En menos de dos semanas, Australia ha acogido 1500 inmigrantes de Afganistán, Irak e Irán. El cupo está cubierto. O desbordado, como el vaso con otra gota. Rara, sin embargo, ha sido la actitud de su gobierno, habitualmente amistoso con los extraños. En su momento, promediando los 80, hasta con los argentinos que tuvieran alguna especialidad técnica.
Todo país selecciona a sus inmigrantes. En ello reside el problema, precisamente. El contingente del Tampa, compuesto por mayoría de afganos, no parece ser útil. Más allá de que sea buena gente. Como los somalíes, los chinos, los hondureños, los guatemaltecos y los salvadoreños que, codo a codo con los mexicanos, contratan coyotes (bandidos que disimulan gente como cargamento en sus vehículos) para ingresar en los Estados Unidos, desafiando a la Migra (Servicio de Inmigración y Naturalización).

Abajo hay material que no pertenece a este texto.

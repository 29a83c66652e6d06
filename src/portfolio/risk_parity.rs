//! # Risk parity
//!
//! $$
//! \min_{\mathbf w\ge0}\ \rho(\mathbf w)\quad\text{s.t.}\quad \sum_i b_i\ln w_i\ge 1
//! $$
//!
//! At the optimum each asset's risk contribution is proportional to its
//! budget `b_i`. The scale of `w` is free, so constant terms use `Σw`.

use ndarray::Array1;
use ndarray::ArrayView1;
use tracing::debug;

use super::conic::Affine;
use super::conic::ConicProblem;
use super::epigraph::matrix_rows;
use super::epigraph::risk_epigraph;
use super::epigraph::RiskData;
use super::optimizers::outcome;
use super::request::OptimizationInputs;
use super::request::OptimizationRequest;
use super::solver::InfeasibleReport;
use super::solver::SolveOutcome;
use super::solver::SolverChain;
use crate::error::PortfolioError;
use crate::error::Result;
use crate::types::check_len;
use crate::types::RiskMeasure;

/// Risk budgets normalized to one; equal when not supplied.
pub(crate) fn risk_budgets(b: Option<ArrayView1<f64>>, n: usize) -> Result<Array1<f64>> {
  let Some(b) = b else {
    return Ok(Array1::from_elem(n, 1.0 / n as f64));
  };
  check_len("risk budgets", n, b.len())?;
  if b.iter().any(|v| !(v.is_finite() && *v > 0.0)) {
    return Err(PortfolioError::invalid("risk budgets must be positive"));
  }
  Ok(&b / b.sum())
}

/// Equal-risk-contribution portfolio under `rm`.
///
/// Only the budget, linear constraints and minimum return of the request
/// apply; weights are long only.
pub fn rp_optimization(
  inputs: &OptimizationInputs,
  rm: RiskMeasure,
  b: Option<ArrayView1<f64>>,
  req: &OptimizationRequest,
  chain: &SolverChain,
) -> Result<SolveOutcome> {
  req.validate(inputs)?;
  let n = inputs.n_assets();
  let budgets = risk_budgets(b, n)?;
  if !rm.is_optimizable() {
    return Err(PortfolioError::UnsupportedMethod(format!("{} has no convex formulation", rm.name())));
  }
  if n == 1 {
    return outcome(inputs.assets, Ok(Array1::from_elem(1, req.constraints.budget)));
  }

  let mut p = ConicProblem::new();
  let w = p.add_vars(n);
  let log_w = p.add_vars(n);
  let scale = Affine::sum(&w);
  for i in 0..n {
    p.nonneg(Affine::var(w[i]));
    p.exp_cone(Affine::var(log_w[i]), Affine::constant(1.0), Affine::var(w[i]));
  }
  p.geq(Affine::linear(&log_w, budgets.iter().copied()), &Affine::constant(1.0));

  let c = &req.constraints;
  if let Some((a, bl)) = &c.linear {
    for (row, &bi) in matrix_rows(&a.view(), &w).into_iter().zip(bl.iter()) {
      p.geq(row, &scale.scale(bi));
    }
  }
  if let Some(r) = c.lower_ret {
    p.geq(Affine::linear(&w, inputs.mu.iter().copied()), &scale.scale(r));
  }

  let data = RiskData {
    returns: inputs.returns,
    cov: inputs.cov,
    params: &req.params,
  };
  let risk = risk_epigraph(&mut p, &w, &scale, rm, &data)?;
  p.minimize(&risk);
  debug!(rm = rm.name(), vars = p.n_vars(), "formulated risk parity problem");

  let result = chain.solve(&p).and_then(|x| {
    let raw = Array1::from_iter(w.iter().map(|&i| x[i].max(0.0)));
    let total = raw.sum();
    if total <= 1e-12 {
      Err(InfeasibleReport::single("risk parity", "weights vanished"))
    } else {
      Ok(raw / total * c.budget)
    }
  });
  outcome(inputs.assets, result)
}

#[cfg(test)]
mod tests {
  use approx::assert_abs_diff_eq;
  use ndarray::array;
  use ndarray::Array2;

  use super::*;
  use crate::risk::risk_contribution;
  use crate::stats::moments::sample_covariance;
  use crate::types::RiskParams;

  fn returns() -> Array2<f64> {
    Array2::from_shape_fn((150, 3), |(t, j)| {
      let tf = t as f64;
      0.001 + 0.006 * (j as f64 + 1.0) * (tf * (0.31 + 0.2 * j as f64)).sin() + 0.002 * (tf * 0.07).cos()
    })
  }

  #[test]
  fn mv_contributions_follow_budgets() {
    let r = returns();
    let mu = r.mean_axis(ndarray::Axis(0)).unwrap();
    let cov = sample_covariance(&r.view()).unwrap();
    let assets: Vec<String> = (0..3).map(|i| format!("A{i}")).collect();
    let inputs = OptimizationInputs {
      assets: &assets,
      mu: mu.view(),
      cov: cov.view(),
      returns: r.view(),
    };
    let budgets = array![0.5, 0.3, 0.2];
    let out = rp_optimization(
      &inputs,
      RiskMeasure::MV,
      Some(budgets.view()),
      &OptimizationRequest::default(),
      &SolverChain::default(),
    )
    .unwrap();
    let w = out.into_weights().unwrap().into_values();
    assert_abs_diff_eq!(w.sum(), 1.0, epsilon = 1e-9);

    let rc = risk_contribution(&w.view(), &cov.view(), &r.view(), RiskMeasure::MV, &RiskParams::default()).unwrap();
    let share = &rc / rc.sum();
    for (s, b) in share.iter().zip(budgets.iter()) {
      assert_abs_diff_eq!(*s, *b, epsilon = 1e-3);
    }
  }

  #[test]
  fn budgets_are_validated() {
    assert!(risk_budgets(Some(array![1.0, -1.0].view()), 2).is_err());
    assert!(risk_budgets(Some(array![1.0].view()), 2).is_err());
    assert_eq!(risk_budgets(Some(array![2.0, 2.0].view()), 2).unwrap(), array![0.5, 0.5]);
  }
}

Muchos de ellos han muerto en el intento: 126 en 2000 y 50 en la primera mitad de 2001, según el Instituto Mexicano de Migración. Ergo: el sujeto termina siendo objeto de su única bondad: haber dado la vida por un sueño. O, acaso, por el más humano de todos los sentidos: el instinto de superación, no el sentido común.